» Instructions to follow
List each line of the data in which the string "task" appears.

(Collected data)
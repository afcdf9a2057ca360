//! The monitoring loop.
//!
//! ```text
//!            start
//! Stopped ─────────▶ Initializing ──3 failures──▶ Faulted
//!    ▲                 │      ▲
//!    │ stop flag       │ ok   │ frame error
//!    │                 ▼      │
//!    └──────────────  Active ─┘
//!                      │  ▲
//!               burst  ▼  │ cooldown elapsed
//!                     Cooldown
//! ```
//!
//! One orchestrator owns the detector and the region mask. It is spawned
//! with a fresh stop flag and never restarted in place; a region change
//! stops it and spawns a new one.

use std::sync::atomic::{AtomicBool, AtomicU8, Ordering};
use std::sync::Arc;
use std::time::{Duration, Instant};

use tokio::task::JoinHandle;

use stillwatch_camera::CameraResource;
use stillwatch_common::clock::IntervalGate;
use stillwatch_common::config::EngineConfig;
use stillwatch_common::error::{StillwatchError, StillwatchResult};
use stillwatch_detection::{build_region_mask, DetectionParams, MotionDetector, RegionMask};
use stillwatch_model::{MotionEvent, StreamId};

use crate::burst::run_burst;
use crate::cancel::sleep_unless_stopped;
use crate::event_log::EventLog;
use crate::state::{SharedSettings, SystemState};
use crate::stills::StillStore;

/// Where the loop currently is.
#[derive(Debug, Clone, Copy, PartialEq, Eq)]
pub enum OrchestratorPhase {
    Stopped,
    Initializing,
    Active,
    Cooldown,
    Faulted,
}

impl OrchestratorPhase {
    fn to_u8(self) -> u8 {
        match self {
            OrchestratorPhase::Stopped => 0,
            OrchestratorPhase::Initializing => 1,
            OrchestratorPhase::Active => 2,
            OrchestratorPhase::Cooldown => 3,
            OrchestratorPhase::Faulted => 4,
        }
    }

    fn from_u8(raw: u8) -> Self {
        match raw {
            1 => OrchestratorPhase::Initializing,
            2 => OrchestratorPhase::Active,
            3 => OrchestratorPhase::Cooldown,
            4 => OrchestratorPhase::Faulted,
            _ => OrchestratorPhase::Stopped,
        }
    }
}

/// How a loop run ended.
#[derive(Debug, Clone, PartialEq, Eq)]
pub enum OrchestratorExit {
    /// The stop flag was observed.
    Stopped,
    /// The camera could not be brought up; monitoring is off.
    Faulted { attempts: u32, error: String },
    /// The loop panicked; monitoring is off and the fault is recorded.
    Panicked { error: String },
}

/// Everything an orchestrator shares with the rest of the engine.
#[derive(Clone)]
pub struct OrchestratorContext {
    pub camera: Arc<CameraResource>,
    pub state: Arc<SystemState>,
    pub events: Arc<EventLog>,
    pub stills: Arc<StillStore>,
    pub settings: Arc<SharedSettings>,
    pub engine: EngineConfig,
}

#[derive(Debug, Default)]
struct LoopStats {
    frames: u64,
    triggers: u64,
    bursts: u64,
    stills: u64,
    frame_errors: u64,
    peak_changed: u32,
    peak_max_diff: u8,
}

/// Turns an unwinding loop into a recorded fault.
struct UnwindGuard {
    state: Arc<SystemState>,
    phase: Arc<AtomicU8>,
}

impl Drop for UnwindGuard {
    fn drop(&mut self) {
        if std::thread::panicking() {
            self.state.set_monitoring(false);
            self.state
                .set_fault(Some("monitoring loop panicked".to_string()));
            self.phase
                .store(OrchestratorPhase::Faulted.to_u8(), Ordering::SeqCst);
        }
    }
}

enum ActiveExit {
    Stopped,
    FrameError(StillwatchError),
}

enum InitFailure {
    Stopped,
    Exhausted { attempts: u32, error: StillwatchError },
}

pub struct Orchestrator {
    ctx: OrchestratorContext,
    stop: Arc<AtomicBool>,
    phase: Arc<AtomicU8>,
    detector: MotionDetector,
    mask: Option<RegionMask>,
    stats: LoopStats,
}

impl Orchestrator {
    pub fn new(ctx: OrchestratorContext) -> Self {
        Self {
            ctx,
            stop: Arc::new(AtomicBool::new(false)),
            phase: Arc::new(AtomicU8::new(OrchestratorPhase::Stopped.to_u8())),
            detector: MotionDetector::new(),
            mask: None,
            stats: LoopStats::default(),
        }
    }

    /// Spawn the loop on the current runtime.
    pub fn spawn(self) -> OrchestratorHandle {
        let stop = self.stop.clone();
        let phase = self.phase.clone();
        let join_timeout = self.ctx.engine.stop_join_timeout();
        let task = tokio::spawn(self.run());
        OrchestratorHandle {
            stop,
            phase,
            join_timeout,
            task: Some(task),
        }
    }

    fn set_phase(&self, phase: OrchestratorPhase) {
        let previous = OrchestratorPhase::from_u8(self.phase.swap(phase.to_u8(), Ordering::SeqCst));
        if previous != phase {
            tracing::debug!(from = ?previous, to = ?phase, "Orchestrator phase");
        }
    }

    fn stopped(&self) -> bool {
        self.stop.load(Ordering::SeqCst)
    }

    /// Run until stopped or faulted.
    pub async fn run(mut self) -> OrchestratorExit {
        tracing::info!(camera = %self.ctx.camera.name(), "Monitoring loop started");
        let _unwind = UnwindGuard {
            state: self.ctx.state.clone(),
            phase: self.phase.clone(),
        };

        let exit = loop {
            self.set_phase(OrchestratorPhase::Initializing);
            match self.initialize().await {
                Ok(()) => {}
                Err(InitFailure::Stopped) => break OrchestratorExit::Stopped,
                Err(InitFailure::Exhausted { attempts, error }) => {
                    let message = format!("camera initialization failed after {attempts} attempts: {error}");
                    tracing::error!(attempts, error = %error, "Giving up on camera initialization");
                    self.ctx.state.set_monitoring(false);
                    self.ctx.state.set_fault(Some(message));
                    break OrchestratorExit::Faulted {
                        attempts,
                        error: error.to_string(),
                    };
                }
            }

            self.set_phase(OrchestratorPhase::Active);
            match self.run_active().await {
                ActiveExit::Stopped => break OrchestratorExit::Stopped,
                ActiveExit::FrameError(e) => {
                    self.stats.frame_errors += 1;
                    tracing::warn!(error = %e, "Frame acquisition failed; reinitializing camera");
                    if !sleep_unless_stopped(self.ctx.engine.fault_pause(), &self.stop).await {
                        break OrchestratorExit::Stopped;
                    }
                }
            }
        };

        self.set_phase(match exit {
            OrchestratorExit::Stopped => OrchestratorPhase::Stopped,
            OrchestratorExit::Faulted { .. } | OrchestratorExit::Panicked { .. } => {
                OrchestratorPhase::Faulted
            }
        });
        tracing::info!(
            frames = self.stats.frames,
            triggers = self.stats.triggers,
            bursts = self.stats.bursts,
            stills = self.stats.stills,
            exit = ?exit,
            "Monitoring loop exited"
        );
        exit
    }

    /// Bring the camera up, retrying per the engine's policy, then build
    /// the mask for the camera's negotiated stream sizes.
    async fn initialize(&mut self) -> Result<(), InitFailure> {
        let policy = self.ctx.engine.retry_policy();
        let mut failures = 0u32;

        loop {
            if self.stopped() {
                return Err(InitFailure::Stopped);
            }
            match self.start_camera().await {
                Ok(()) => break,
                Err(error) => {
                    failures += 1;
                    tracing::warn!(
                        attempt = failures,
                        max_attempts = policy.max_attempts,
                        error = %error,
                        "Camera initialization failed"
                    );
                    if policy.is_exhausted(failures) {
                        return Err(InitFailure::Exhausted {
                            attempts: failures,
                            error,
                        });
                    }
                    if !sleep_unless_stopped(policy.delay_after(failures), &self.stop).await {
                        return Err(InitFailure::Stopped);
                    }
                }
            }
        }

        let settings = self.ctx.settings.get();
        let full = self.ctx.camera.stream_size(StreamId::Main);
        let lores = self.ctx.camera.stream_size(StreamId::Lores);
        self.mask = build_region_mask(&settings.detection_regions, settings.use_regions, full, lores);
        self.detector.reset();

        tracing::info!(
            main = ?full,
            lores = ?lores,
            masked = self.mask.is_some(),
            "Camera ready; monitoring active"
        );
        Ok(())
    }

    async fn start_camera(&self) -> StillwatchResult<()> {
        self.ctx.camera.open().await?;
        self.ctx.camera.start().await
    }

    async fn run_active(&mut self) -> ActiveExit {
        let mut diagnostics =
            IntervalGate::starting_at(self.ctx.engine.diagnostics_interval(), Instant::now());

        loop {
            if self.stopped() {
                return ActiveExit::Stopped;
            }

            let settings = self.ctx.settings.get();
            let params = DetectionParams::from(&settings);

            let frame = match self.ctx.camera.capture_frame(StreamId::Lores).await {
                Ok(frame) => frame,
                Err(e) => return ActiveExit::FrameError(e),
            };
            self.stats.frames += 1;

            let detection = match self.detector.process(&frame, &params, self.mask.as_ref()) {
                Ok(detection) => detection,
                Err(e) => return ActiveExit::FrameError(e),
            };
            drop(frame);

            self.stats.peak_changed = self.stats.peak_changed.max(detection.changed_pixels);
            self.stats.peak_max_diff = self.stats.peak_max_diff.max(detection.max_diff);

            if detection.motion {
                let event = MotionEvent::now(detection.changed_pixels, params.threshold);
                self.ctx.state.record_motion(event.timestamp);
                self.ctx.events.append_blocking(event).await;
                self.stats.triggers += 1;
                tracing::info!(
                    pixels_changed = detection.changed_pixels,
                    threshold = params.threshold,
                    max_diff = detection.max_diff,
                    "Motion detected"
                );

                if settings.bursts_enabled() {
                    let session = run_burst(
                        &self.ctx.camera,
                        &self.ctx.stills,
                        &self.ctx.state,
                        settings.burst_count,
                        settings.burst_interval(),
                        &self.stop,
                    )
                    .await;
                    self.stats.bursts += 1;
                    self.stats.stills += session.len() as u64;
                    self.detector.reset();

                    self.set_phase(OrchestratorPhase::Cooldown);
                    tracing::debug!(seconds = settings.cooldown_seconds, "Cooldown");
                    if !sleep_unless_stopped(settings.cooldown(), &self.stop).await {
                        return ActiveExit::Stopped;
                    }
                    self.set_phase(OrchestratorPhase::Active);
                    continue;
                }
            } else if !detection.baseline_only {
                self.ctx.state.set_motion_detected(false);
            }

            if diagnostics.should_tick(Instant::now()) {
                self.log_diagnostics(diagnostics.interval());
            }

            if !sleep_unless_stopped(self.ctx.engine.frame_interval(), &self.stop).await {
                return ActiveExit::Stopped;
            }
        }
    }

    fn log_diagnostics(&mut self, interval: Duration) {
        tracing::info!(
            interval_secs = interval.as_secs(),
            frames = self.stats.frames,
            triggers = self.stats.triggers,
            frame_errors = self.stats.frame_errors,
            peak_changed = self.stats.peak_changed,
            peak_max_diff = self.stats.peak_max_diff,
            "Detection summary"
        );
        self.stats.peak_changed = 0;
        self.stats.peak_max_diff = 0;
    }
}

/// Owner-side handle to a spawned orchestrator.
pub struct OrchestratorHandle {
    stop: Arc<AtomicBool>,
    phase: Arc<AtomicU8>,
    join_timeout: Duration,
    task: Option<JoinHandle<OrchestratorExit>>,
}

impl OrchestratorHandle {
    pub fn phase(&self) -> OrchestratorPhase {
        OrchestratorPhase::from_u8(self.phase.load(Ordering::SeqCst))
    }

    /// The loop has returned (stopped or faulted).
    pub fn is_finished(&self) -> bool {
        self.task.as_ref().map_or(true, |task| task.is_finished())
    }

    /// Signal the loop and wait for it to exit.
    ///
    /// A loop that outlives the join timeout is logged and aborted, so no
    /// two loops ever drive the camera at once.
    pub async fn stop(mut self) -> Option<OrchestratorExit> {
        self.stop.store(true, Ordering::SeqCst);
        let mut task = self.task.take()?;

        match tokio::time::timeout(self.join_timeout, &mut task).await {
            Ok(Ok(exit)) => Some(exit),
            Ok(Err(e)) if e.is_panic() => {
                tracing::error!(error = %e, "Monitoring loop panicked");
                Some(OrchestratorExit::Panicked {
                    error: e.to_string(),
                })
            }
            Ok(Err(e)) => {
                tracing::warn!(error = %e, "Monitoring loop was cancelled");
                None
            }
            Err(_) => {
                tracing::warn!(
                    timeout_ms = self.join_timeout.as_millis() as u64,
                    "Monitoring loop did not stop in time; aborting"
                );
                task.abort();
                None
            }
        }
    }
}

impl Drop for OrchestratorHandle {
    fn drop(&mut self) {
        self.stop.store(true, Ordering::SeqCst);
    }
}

» Your solution
use tokio::task::JoinHandle;
        let task = tokio::spawn(self.run());
            task: Some(task),
    task: Option<JoinHandle<OrchestratorExit>>,
        self.task.as_ref().map_or(true, |task| task.is_finished())
        let mut task = self.task.take()?;
        match tokio::time::timeout(self.join_timeout, &mut task).await {
                task.abort();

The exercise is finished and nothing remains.